- _Your objective_
A verbatim reproduction of the lines below, from the line containing "if let Err(err)" through the line containing "criterion_main!(kernel_benches);", both ends included, is the whole required output.

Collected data
:::::
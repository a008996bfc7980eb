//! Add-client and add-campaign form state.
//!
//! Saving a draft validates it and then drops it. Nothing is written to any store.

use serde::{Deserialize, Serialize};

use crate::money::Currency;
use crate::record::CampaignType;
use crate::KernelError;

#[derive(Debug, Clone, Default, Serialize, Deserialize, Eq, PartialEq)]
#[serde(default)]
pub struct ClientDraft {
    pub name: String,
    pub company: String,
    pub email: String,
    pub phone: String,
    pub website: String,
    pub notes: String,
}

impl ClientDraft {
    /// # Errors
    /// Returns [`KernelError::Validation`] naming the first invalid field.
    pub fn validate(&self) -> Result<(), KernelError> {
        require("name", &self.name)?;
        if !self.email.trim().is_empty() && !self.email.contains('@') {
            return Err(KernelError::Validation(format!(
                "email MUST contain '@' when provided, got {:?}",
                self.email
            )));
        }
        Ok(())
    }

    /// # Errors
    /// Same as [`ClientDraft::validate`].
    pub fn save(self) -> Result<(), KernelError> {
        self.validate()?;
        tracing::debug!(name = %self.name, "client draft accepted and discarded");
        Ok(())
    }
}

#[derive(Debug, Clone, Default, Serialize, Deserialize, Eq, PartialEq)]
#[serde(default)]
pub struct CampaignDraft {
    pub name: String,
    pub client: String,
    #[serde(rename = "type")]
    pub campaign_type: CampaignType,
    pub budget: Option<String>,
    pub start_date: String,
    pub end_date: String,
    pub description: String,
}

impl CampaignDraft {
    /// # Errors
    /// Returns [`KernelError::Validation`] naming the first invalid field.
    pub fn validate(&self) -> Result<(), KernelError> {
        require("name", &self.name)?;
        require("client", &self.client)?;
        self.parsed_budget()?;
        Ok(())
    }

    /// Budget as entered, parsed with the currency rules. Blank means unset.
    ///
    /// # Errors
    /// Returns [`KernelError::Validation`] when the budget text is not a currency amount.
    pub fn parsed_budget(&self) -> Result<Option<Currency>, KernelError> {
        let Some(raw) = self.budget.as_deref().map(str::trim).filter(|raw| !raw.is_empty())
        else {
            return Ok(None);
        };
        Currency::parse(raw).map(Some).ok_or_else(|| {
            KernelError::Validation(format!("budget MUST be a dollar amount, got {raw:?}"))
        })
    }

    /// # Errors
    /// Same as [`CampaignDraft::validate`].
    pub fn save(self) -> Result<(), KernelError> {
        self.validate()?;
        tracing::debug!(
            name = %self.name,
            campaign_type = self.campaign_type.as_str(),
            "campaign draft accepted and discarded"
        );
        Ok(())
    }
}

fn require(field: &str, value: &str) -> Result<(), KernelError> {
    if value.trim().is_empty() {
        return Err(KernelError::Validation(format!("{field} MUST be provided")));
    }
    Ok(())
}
:::::
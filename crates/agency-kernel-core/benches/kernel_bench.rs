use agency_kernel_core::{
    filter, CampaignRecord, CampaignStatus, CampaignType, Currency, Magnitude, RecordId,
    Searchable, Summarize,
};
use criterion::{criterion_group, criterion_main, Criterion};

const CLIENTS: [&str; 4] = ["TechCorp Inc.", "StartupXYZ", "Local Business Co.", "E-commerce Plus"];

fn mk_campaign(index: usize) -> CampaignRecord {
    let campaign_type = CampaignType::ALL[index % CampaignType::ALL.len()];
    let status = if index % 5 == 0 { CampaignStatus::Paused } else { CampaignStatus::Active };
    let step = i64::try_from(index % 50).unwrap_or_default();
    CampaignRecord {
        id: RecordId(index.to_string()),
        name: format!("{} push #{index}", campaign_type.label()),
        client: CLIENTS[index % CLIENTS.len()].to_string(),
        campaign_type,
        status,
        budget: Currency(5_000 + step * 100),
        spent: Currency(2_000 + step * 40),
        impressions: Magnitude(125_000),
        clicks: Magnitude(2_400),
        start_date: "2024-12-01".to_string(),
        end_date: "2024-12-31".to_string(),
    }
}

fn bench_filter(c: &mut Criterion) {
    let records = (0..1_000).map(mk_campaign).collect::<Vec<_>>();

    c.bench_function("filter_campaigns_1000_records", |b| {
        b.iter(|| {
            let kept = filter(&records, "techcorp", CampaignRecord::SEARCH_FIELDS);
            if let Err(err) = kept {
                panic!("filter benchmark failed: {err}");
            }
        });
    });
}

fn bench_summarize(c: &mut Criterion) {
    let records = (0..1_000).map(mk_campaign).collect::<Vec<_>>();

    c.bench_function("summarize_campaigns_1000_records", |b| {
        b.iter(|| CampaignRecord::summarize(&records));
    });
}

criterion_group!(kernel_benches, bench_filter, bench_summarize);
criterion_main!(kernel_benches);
:::::
- _Result of this task_
            if let Err(err) = kept {
                panic!("filter benchmark failed: {err}");
            }
        });
    });
}

fn bench_summarize(c: &mut Criterion) {
    let records = (0..1_000).map(mk_campaign).collect::<Vec<_>>();

    c.bench_function("summarize_campaigns_1000_records", |b| {
        b.iter(|| CampaignRecord::summarize(&records));
    });
}

criterion_group!(kernel_benches, bench_filter, bench_summarize);
criterion_main!(kernel_benches);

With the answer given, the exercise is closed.